(Records from a dataset)
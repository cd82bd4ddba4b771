// SPDX-FileCopyrightText: 2026 Civic Contributors
// SPDX-License-Identifier: MIT OR Apache-2.0

//! Test utilities for Civic integration tests.
//!
//! Provides mock plugins, in-memory stores, and fixtures for fast,
//! deterministic tests without upstream services or a database.
//!
//! # Components
//!
//! - [`MockPlugin`] - Region plugin with pre-configured records and failures
//! - [`MemoryRecordStore`] - Record store that counts storage round trips
//! - [`MemorySelectionStore`] - Selection store held in memory
//! - [`StaticFetcher`] - Source fetcher serving canned items by URL

pub mod fixtures;
pub mod memory_store;
pub mod mock_plugin;
pub mod static_fetcher;

pub use memory_store::{MemoryRecordStore, MemorySelectionStore};
pub use mock_plugin::MockPlugin;
pub use static_fetcher::StaticFetcher;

■ **What is needed**
In the records above, find each line that holds the word "SPDX"; copy all such lines.

■ **Exercise solution**
// SPDX-FileCopyrightText: 2026 Civic Contributors
// SPDX-License-Identifier: MIT OR Apache-2.0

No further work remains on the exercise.